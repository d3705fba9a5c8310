use crate::APP_NAME;
use crate::connection::ConnectionTiming;
use crate::error::config::ConfigError;
use crate::facade::types::{ConnectionMode, ConnectionType, PlatformSettings, User};
use crate::handshake::HandshakeTiming;

use common::ErrorLocation;

use std::panic::Location;
use std::path::{Path, PathBuf};
use std::time::Duration;

use log::{info, warn};
use serde::{Deserialize, Serialize};

const CONFIG_FILE_NAME: &str = "config.json";
const CONFIG_VERSION: u32 = 1;

// ============================================
// CONFIG STRUCTS
// ============================================

#[derive(Debug, Clone, PartialEq, Eq, Serialize, Deserialize)]
pub struct AppSection {
    #[serde(default = "default_title")]
    pub title: String,
    #[serde(default)]
    pub system_type: i64,
    pub state_dir: Option<PathBuf>,
    pub runtime_dir: Option<PathBuf>,
}

impl Default for AppSection {
    fn default() -> Self {
        Self {
            title: default_title(),
            system_type: 0,
            state_dir: None,
            runtime_dir: None,
        }
    }
}

#[derive(Debug, Clone, Default, PartialEq, Eq, Serialize, Deserialize)]
pub struct PlatformSection {
    #[serde(default)]
    pub bundle_id: String,
    #[serde(default)]
    pub display_name: String,
    #[serde(default)]
    pub icon: String,
    #[serde(default)]
    pub icon_content: String,
}

#[derive(Debug, Clone, PartialEq, Eq, Serialize, Deserialize)]
pub struct ConnectionSection {
    #[serde(default = "default_host")]
    pub host: String,
    #[serde(default = "default_port")]
    pub port: u16,
    #[serde(default)]
    pub scheme: ConnectionType,
    pub public_has_key: Option<String>,
    pub path: Option<String>,
}

impl Default for ConnectionSection {
    fn default() -> Self {
        Self {
            host: default_host(),
            port: default_port(),
            scheme: ConnectionType::default(),
            public_has_key: None,
            path: None,
        }
    }
}

#[derive(Debug, Clone, Default, PartialEq, Eq, Serialize, Deserialize)]
pub struct UserSection {
    pub connector_id: Option<String>,
    pub connector_tag: Option<String>,
}

/// Timing overrides in milliseconds.
#[derive(Debug, Clone, Copy, PartialEq, Eq, Serialize, Deserialize)]
pub struct TimingSection {
    #[serde(default = "default_heartbeat_ms")]
    pub heartbeat_ms: u64,
    #[serde(default = "default_pong_timeout_ms")]
    pub pong_timeout_ms: u64,
    #[serde(default = "default_reconnect_delay_ms")]
    pub reconnect_delay_ms: u64,
    #[serde(default = "default_handshake_timeout_ms")]
    pub handshake_timeout_ms: u64,
    #[serde(default = "default_connect_timeout_ms")]
    pub connect_timeout_ms: u64,
}

impl Default for TimingSection {
    fn default() -> Self {
        Self {
            heartbeat_ms: default_heartbeat_ms(),
            pong_timeout_ms: default_pong_timeout_ms(),
            reconnect_delay_ms: default_reconnect_delay_ms(),
            handshake_timeout_ms: default_handshake_timeout_ms(),
            connect_timeout_ms: default_connect_timeout_ms(),
        }
    }
}

#[derive(Debug, Clone, PartialEq, Eq, Serialize, Deserialize)]
pub struct RelayConfig {
    #[serde(default = "default_version")]
    pub version: u32,

    #[serde(default)]
    pub app: AppSection,

    #[serde(default)]
    pub platform: PlatformSection,

    #[serde(default)]
    pub connection: ConnectionSection,

    #[serde(default)]
    pub user: UserSection,

    #[serde(default)]
    pub timing: TimingSection,
}

impl Default for RelayConfig {
    fn default() -> Self {
        Self {
            version: CONFIG_VERSION,
            app: AppSection::default(),
            platform: PlatformSection::default(),
            connection: ConnectionSection::default(),
            user: UserSection::default(),
            timing: TimingSection::default(),
        }
    }
}

// ============================================
// DEFAULT FUNCTIONS
// ============================================

fn default_version() -> u32 {
    CONFIG_VERSION
}
fn default_title() -> String {
    APP_NAME.to_string()
}
fn default_host() -> String {
    "localhost".to_string()
}
fn default_port() -> u16 {
    8080
}
fn default_heartbeat_ms() -> u64 {
    5_000
}
fn default_pong_timeout_ms() -> u64 {
    45_000
}
fn default_reconnect_delay_ms() -> u64 {
    3_000
}
fn default_handshake_timeout_ms() -> u64 {
    10_000
}
fn default_connect_timeout_ms() -> u64 {
    10_000
}

// ============================================
// IMPLEMENTATION
// ============================================

impl RelayConfig {
    /// `{config_dir}/push-relay`, where `config.json` lives.
    #[track_caller]
    pub fn default_dir() -> Result<PathBuf, ConfigError> {
        dirs::config_dir()
            .map(|dir| dir.join(APP_NAME))
            .ok_or_else(|| ConfigError::DirectoryNotFound {
                location: ErrorLocation::from(Location::caller()),
                reason: "No per-user config directory on this platform".to_string(),
            })
    }

    /// Load config from {config_dir}/config.json.
    ///
    /// # Returns
    ///
    /// Returns defaults if the file is missing.
    /// Returns `Err(ConfigError)` if the file exists but is corrupted or invalid.
    pub fn load(config_dir: &Path) -> Result<Self, ConfigError> {
        let config_path = config_dir.join(CONFIG_FILE_NAME);

        if !config_path.exists() {
            info!(
                "Config file not found at {}, using defaults",
                config_path.display()
            );
            return Ok(Self::default());
        }

        let contents = std::fs::read_to_string(&config_path).map_err(|e| ConfigError::Read {
            location: ErrorLocation::from(Location::caller()),
            path: config_path.clone(),
            source: e,
        })?;

        let config: RelayConfig = serde_json::from_str(&contents).map_err(|e| {
            warn!("Failed to parse config JSON: {e}");
            ConfigError::Parse {
                location: ErrorLocation::from(Location::caller()),
                path: config_path.clone(),
                reason: e.to_string(),
            }
        })?;

        config.validate()?;

        info!("Config loaded from {}", config_path.display());
        Ok(config)
    }

    /// Save config to {config_dir}/config.json through a temp file and rename.
    pub fn save(&self, config_dir: &Path) -> Result<(), ConfigError> {
        self.validate()?;

        std::fs::create_dir_all(config_dir).map_err(|e| ConfigError::Write {
            location: ErrorLocation::from(Location::caller()),
            path: config_dir.to_path_buf(),
            source: e,
        })?;

        let config_path = config_dir.join(CONFIG_FILE_NAME);
        let temp_path = config_dir.join(format!("{CONFIG_FILE_NAME}.tmp"));

        let json = serde_json::to_string_pretty(self).map_err(|e| ConfigError::Serialize {
            location: ErrorLocation::from(Location::caller()),
            reason: e.to_string(),
        })?;

        std::fs::write(&temp_path, json).map_err(|e| ConfigError::Write {
            location: ErrorLocation::from(Location::caller()),
            path: temp_path.clone(),
            source: e,
        })?;

        std::fs::rename(&temp_path, &config_path).map_err(|e| ConfigError::Write {
            location: ErrorLocation::from(Location::caller()),
            path: config_path.clone(),
            source: e,
        })?;

        info!("Config saved to {}", config_path.display());
        Ok(())
    }

    /// # Errors
    ///
    /// Returns [`ConfigError::Validation`] if any value is invalid.
    pub fn validate(&self) -> Result<(), ConfigError> {
        if self.version == 0 || self.version > CONFIG_VERSION {
            return Err(invalid(format!(
                "Invalid version: {} (expected 1-{CONFIG_VERSION})",
                self.version
            )));
        }

        let title = &self.app.title;
        if title.trim().is_empty() {
            return Err(invalid("app.title cannot be empty".to_string()));
        }
        if title.contains(['/', '\\']) {
            return Err(invalid(format!("app.title cannot contain path separators: {title}")));
        }

        if self.connection.host.trim().is_empty() {
            return Err(invalid("connection.host cannot be empty".to_string()));
        }
        if self.connection.port == 0 {
            return Err(invalid("connection.port must be 1-65535".to_string()));
        }

        let timing = &self.timing;
        for (name, value) in [
            ("heartbeat_ms", timing.heartbeat_ms),
            ("pong_timeout_ms", timing.pong_timeout_ms),
            ("reconnect_delay_ms", timing.reconnect_delay_ms),
            ("handshake_timeout_ms", timing.handshake_timeout_ms),
            ("connect_timeout_ms", timing.connect_timeout_ms),
        ] {
            if value == 0 {
                return Err(invalid(format!("timing.{name} must be non-zero")));
            }
        }

        Ok(())
    }

    // ============================================
    // VIEWS
    // ============================================

    /// Override, else `{data_local_dir}/push-relay`, else the temp dir.
    pub fn state_dir(&self) -> PathBuf {
        self.app.state_dir.clone().unwrap_or_else(|| {
            dirs::data_local_dir()
                .unwrap_or_else(std::env::temp_dir)
                .join(APP_NAME)
        })
    }

    /// Where Unix socket endpoints are created.
    pub fn runtime_dir(&self) -> PathBuf {
        self.app.runtime_dir.clone().unwrap_or_else(|| {
            dirs::runtime_dir()
                .unwrap_or_else(std::env::temp_dir)
                .join(APP_NAME)
        })
    }

    pub fn platform_settings(&self) -> PlatformSettings {
        PlatformSettings {
            bundle_id: self.platform.bundle_id.clone(),
            display_name: self.platform.display_name.clone(),
            icon: self.platform.icon.clone(),
            icon_content: self.platform.icon_content.clone(),
        }
    }

    pub fn connection_mode(&self) -> ConnectionMode {
        ConnectionMode {
            host: self.connection.host.clone(),
            port: self.connection.port,
            connection_type: self.connection.scheme,
            public_has_key: self.connection.public_has_key.clone(),
            path: self.connection.path.clone(),
        }
    }

    /// The configured user, when both halves of the identity are present.
    pub fn user(&self) -> Option<User> {
        match (&self.user.connector_id, &self.user.connector_tag) {
            (Some(connector_id), Some(connector_tag)) => Some(User {
                connector_id: connector_id.clone(),
                connector_tag: connector_tag.clone(),
            }),
            _ => None,
        }
    }

    pub fn connection_timing(&self) -> ConnectionTiming {
        ConnectionTiming {
            heartbeat_interval: Duration::from_millis(self.timing.heartbeat_ms),
            pong_timeout: Duration::from_millis(self.timing.pong_timeout_ms),
            reconnect_delay: Duration::from_millis(self.timing.reconnect_delay_ms),
            connect_timeout: Duration::from_millis(self.timing.connect_timeout_ms),
        }
    }

    pub fn handshake_timing(&self) -> HandshakeTiming {
        HandshakeTiming {
            timeout: Duration::from_millis(self.timing.handshake_timeout_ms),
            ..HandshakeTiming::default()
        }
    }
}

#[track_caller]
fn invalid(reason: String) -> ConfigError {
    ConfigError::Validation {
        location: ErrorLocation::from(Location::caller()),
        reason,
    }
}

- TASK DETAILS
From the beginning of the listing above down to the line with "use common::ErrorLocation;", every line should be restated exactly.

- THE COMPLETED TASK
repository d3705fba9a5c8310
use crate::APP_NAME;
use crate::connection::ConnectionTiming;
use crate::error::config::ConfigError;
use crate::facade::types::{ConnectionMode, ConnectionType, PlatformSettings, User};
use crate::handshake::HandshakeTiming;

use common::ErrorLocation;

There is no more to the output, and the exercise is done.